▶ _Exercise requirements_: Your job is to return every line in the data holding the string "MethodContext".

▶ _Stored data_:
_____

use clap::{Args, Parser, Subcommand};
use mcplink::http::{HttpClientTransport, HttpServerTransport};
use mcplink::jsonrpc::transport::{StdioTransport, Transport};
use mcplink::jsonrpc::JsonRpcError;
use mcplink::{
    Capability, Config, McpClient, McpServer, MethodContext, RequestHandler,
};
use serde_json::{json, Value};
use std::net::SocketAddr;
use std::path::PathBuf;
use std::process::exit;
use std::sync::Arc;
use std::time::Instant;
use tracing::*;
use tracing_subscriber::{filter::LevelFilter, EnvFilter, FmtSubscriber};

#[derive(Parser)]
#[command(author, version, about, long_about = None)]
struct Cli {
    #[command(flatten)]
    globals: Globals,

    #[command(subcommand)]
    command: Commands,
}

#[derive(Args)]
struct Globals {
    /// Load settings from a JSON config file.  Anything it leaves out keeps its default.
    #[arg(short, long, value_name = "FILE", global = true, env = "MCPL_CONFIG")]
    config: Option<PathBuf>,

    /// Turn debugging information on
    #[arg(short, long, action = clap::ArgAction::Count, global = true)]
    debug: u8,
}

#[derive(Subcommand)]
enum Commands {
    /// Run an MCP server with a small set of demo tools.
    ///
    /// By default it listens on stdin and responds on stdout.  Log events are written to stderr.
    Serve {
        /// Serve over HTTP on this address instead of stdio
        #[arg(long, value_name = "ADDR", env = "MCPL_HTTP")]
        http: Option<SocketAddr>,
    },

    /// Connect to an MCP server over HTTP, run the handshake and ping it
    Ping {
        /// URL of the server's MCP endpoint; overrides the config file
        #[arg(long, env = "MCPL_ENDPOINT")]
        endpoint: Option<String>,

        /// How many pings to send
        #[arg(short = 'n', long, default_value_t = 1)]
        count: u32,
    },
}

/// Tools served by `mcpl serve`
struct DemoTools;

#[async_trait::async_trait]
impl RequestHandler for DemoTools {
    async fn handle_request(
        &self,
        method: &str,
        params: Option<Value>,
        context: MethodContext,
    ) -> Result<Value, JsonRpcError> {
        match method {
            "tools/list" => Ok(json!({
                "tools": [{
                    "name": "echo",
                    "description": "Returns its input",
                    "inputSchema": {
                        "type": "object",
                        "properties": { "text": { "type": "string" } },
                        "required": ["text"]
                    }
                }]
            })),
            "tools/call" => {
                let params = params.unwrap_or_default();
                match params.get("name").and_then(Value::as_str) {
                    Some("echo") => {
                        let text = params
                            .pointer("/arguments/text")
                            .and_then(Value::as_str)
                            .unwrap_or_default();
                        context.report_progress(0.5, Some(1.0), Some("echoing")).await;
                        Ok(json!({ "content": [{ "type": "text", "text": text }] }))
                    }
                    Some(other) => Err(JsonRpcError::invalid_params(format!(
                        "Unknown tool '{other}'"
                    ))),
                    None => Err(JsonRpcError::invalid_params("Missing tool name")),
                }
            }
            other => Err(JsonRpcError::method_not_found(other)),
        }
    }
}

impl Commands {
    async fn execute(self, globals: &Globals) -> anyhow::Result<()> {
        let mut config = match &globals.config {
            Some(path) => Config::load(path)?,
            None => Config::default(),
        };

        match self {
            Commands::Serve { http } => {
                config.server.capabilities = config
                    .server
                    .capabilities
                    .clone()
                    .with(Capability::Tools)
                    .with(Capability::Logging);

                let transport: Arc<dyn Transport> = match http {
                    Some(addr) => {
                        let transport = HttpServerTransport::bind(addr, config.http_server).await?;
                        info!(url = %transport.endpoint_url(), "Listening for HTTP connections");
                        Arc::new(transport)
                    }
                    None => {
                        info!("Listening on stdin");
                        Arc::new(StdioTransport::stdio())
                    }
                };

                let server = McpServer::new(transport, config.server, Arc::new(DemoTools));
                tokio::select! {
                    result = server.serve() => result?,
                    _ = tokio::signal::ctrl_c() => {
                        info!("Ctrl-C detected; shutting down");
                        server.close().await?;
                    }
                }
            }
            Commands::Ping { endpoint, count } => {
                if let Some(endpoint) = endpoint {
                    config.http_client.endpoint = endpoint;
                }
                let transport = HttpClientTransport::new(config.http_client)?;
                let client = McpClient::start(
                    Arc::new(transport),
                    config.client,
                    Arc::new(NoRequests),
                );

                let result = client.initialize().await?;
                println!(
                    "Connected to {} {} (protocol {})",
                    result.server_info.name, result.server_info.version, result.protocol_version
                );

                for seq in 1..=count {
                    let started = Instant::now();
                    client.ping().await?;
                    println!("ping {seq}: {:?}", started.elapsed());
                }

                client.close().await?;
            }
        }

        Ok(())
    }
}

/// The ping client doesn't serve anything to the server
struct NoRequests;
impl RequestHandler for NoRequests {}

#[tokio::main]
async fn main() {
    if let Err(e) = color_eyre::install() {
        eprintln!("Failed to install error report handler: {e}");
    }

    let cli = Cli::parse();
    let default_log_directive = match cli.globals.debug {
        0 => LevelFilter::WARN,
        1 => LevelFilter::INFO,
        2 => LevelFilter::DEBUG,
        _ => LevelFilter::TRACE,
    };

    // Stdout belongs to the stdio transport, so logs go to stderr
    let subscriber = FmtSubscriber::builder()
        .with_env_filter(
            EnvFilter::builder()
                .with_default_directive(default_log_directive.into())
                .from_env_lossy(),
        )
        .json()
        .with_writer(std::io::stderr)
        .finish();

    if let Err(e) = tracing::subscriber::set_global_default(subscriber) {
        eprintln!("Failed to set tracing subscriber: {e}");
    }

    if let Some(config_path) = cli.globals.config.as_deref() {
        debug!("Value for config: {}", config_path.display());
    }

    if let Err(e) = cli.command.execute(&cli.globals).await {
        error!("{:#}", e);
        exit(1);
    } else {
        debug!("command executed successfully");
    }
}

_____

▶ _Finished exercise_:
    Capability, Config, McpClient, McpServer, MethodContext, RequestHandler,
        context: MethodContext,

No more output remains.